Electrospray ionization (ESI) and Fourier transform ion cyclotron resonance (FTICR) mass spectrometry provide a unique platform for studying the dynamics of nucleic acids and ligand-nucleic acid complexes. We have employed this platform to investigate the process of genome dimerization and isomerization in human immunodeficiency virus type 1 (HIV-1), which is mediated by specific interactions between the nucleocapsid (NC) domain of the Gag polyprotein and the dimerization initiation domain (SL1). These structures are critical in the HIV-1 life cycle and, thus, could constitute very favorable targets for the development of new anti-retroviral strategies. In previous work, we have developed a novel approach based on tandem mass spectrometry to study the role played by NC in the isomerization of the metastable kissing-loop (KL) dimer of SL1 into the more stable extended duplex (ED) conformation (Fig.1).

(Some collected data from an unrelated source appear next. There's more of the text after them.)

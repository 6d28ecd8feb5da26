mod handler;
mod model;

pub use handler::{create_comment, delete_comment, list_comments};
use chrono::{DateTime, Utc};
use serde::{Deserialize, Serialize};
use sqlx::{FromRow, PgPool};

use crate::{
    error::AppError,
    utils::{non_blank, parse_event_date},
};

#[derive(Debug, Clone, Serialize, Deserialize, FromRow)]
#[serde(rename_all = "camelCase")]
pub struct Event {
    pub id: i32,
    pub name: String,
    pub date: DateTime<Utc>,
    pub distance: Option<f64>,
    pub ticket_price: Option<f64>,
    pub location_id: Option<i32>,
    pub user_id: i32,
}

#[derive(Debug, Default, Deserialize)]
#[serde(rename_all = "camelCase")]
pub struct CreateEventRequest {
    pub name: Option<String>,
    pub date: Option<String>,
    pub distance: Option<f64>,
    pub ticket_price: Option<f64>,
    pub location_id: Option<i32>,
}

/// 部分更新，缺省字段保持原值
#[derive(Debug, Default, Deserialize)]
#[serde(rename_all = "camelCase")]
pub struct UpdateEventRequest {
    pub name: Option<String>,
    pub date: Option<String>,
    pub distance: Option<f64>,
    pub ticket_price: Option<f64>,
    pub location_id: Option<i32>,
}

/// 校验通过、可以写入数据库的活动字段
#[derive(Debug, Clone, PartialEq)]
pub struct EventDraft {
    pub name: String,
    pub date: DateTime<Utc>,
    pub distance: Option<f64>,
    pub ticket_price: Option<f64>,
    pub location_id: Option<i32>,
}

const EVENT_COLUMNS: &str = "id, name, date, distance, ticket_price, location_id, user_id";

fn parse_date(raw: &str) -> Result<DateTime<Utc>, AppError> {
    parse_event_date(raw).ok_or_else(|| AppError::BadRequest("Invalid date format".into()))
}

fn check_amount(value: Option<f64>, field: &str) -> Result<Option<f64>, AppError> {
    match value {
        Some(v) if !v.is_finite() || v < 0.0 => Err(AppError::BadRequest(format!(
            "{} must be a non-negative number",
            field
        ))),
        other => Ok(other),
    }
}

impl EventDraft {
    pub fn from_create(req: CreateEventRequest) -> Result<Self, AppError> {
        let name =
            non_blank(req.name).ok_or_else(|| AppError::BadRequest("Name is required".into()))?;
        let date = req
            .date
            .as_deref()
            .ok_or_else(|| AppError::BadRequest("Invalid date format".into()))
            .and_then(parse_date)?;

        Ok(Self {
            name,
            date,
            distance: check_amount(req.distance, "distance")?,
            ticket_price: check_amount(req.ticket_price, "ticketPrice")?,
            location_id: req.location_id,
        })
    }

    pub fn merge_update(event: &Event, req: UpdateEventRequest) -> Result<Self, AppError> {
        let name = match req.name {
            Some(name) => non_blank(Some(name))
                .ok_or_else(|| AppError::BadRequest("Name is required".into()))?,
            None => event.name.clone(),
        };
        let date = match req.date.as_deref() {
            Some(raw) => parse_date(raw)?,
            None => event.date,
        };

        Ok(Self {
            name,
            date,
            distance: check_amount(req.distance.or(event.distance), "distance")?,
            ticket_price: check_amount(req.ticket_price.or(event.ticket_price), "ticketPrice")?,
            location_id: req.location_id.or(event.location_id),
        })
    }
}

impl Event {
    pub async fn find_by_id(pool: &PgPool, id: i32) -> Result<Option<Self>, sqlx::Error> {
        sqlx::query_as::<_, Event>(&format!("SELECT {EVENT_COLUMNS} FROM events WHERE id = $1"))
            .bind(id)
            .fetch_optional(pool)
            .await
    }

    /// 尚未开始的活动，按时间先后排列
    pub async fn list_upcoming(pool: &PgPool) -> Result<Vec<Self>, sqlx::Error> {
        sqlx::query_as::<_, Event>(&format!(
            "SELECT {EVENT_COLUMNS} FROM events WHERE date >= NOW() ORDER BY date ASC, id ASC"
        ))
        .fetch_all(pool)
        .await
    }

    /// 已经结束的活动，最近的在前
    pub async fn list_past(pool: &PgPool) -> Result<Vec<Self>, sqlx::Error> {
        sqlx::query_as::<_, Event>(&format!(
            "SELECT {EVENT_COLUMNS} FROM events WHERE date < NOW() ORDER BY date DESC, id DESC"
        ))
        .fetch_all(pool)
        .await
    }

    pub async fn create(
        pool: &PgPool,
        draft: &EventDraft,
        user_id: i32,
    ) -> Result<Self, sqlx::Error> {
        sqlx::query_as::<_, Event>(&format!(
            r#"
            INSERT INTO events (name, date, distance, ticket_price, location_id, user_id)
            VALUES ($1, $2, $3, $4, $5, $6)
            RETURNING {EVENT_COLUMNS}
            "#
        ))
        .bind(&draft.name)
        .bind(draft.date)
        .bind(draft.distance)
        .bind(draft.ticket_price)
        .bind(draft.location_id)
        .bind(user_id)
        .fetch_one(pool)
        .await
    }

    pub async fn update(pool: &PgPool, id: i32, draft: &EventDraft) -> Result<Self, sqlx::Error> {
        sqlx::query_as::<_, Event>(&format!(
            r#"
            UPDATE events
            SET name = $1, date = $2, distance = $3, ticket_price = $4, location_id = $5
            WHERE id = $6
            RETURNING {EVENT_COLUMNS}
            "#
        ))
        .bind(&draft.name)
        .bind(draft.date)
        .bind(draft.distance)
        .bind(draft.ticket_price)
        .bind(draft.location_id)
        .bind(id)
        .fetch_one(pool)
        .await
    }

    pub async fn delete(pool: &PgPool, id: i32) -> Result<(), sqlx::Error> {
        sqlx::query("DELETE FROM events WHERE id = $1")
            .bind(id)
            .execute(pool)
            .await?;
        Ok(())
    }
}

This platform has now provided us with a unique tool for screening not only the binding properties of small molecule ligands, but also their ability to disrupt NC's chaperone activity. Interrogating the conformational state of species produced by multiple simultaneous equilibria in solution affords an additional level of information for evaluating possible lead compounds in the development of new therapeutic strategies for containing the AIDS pandemic.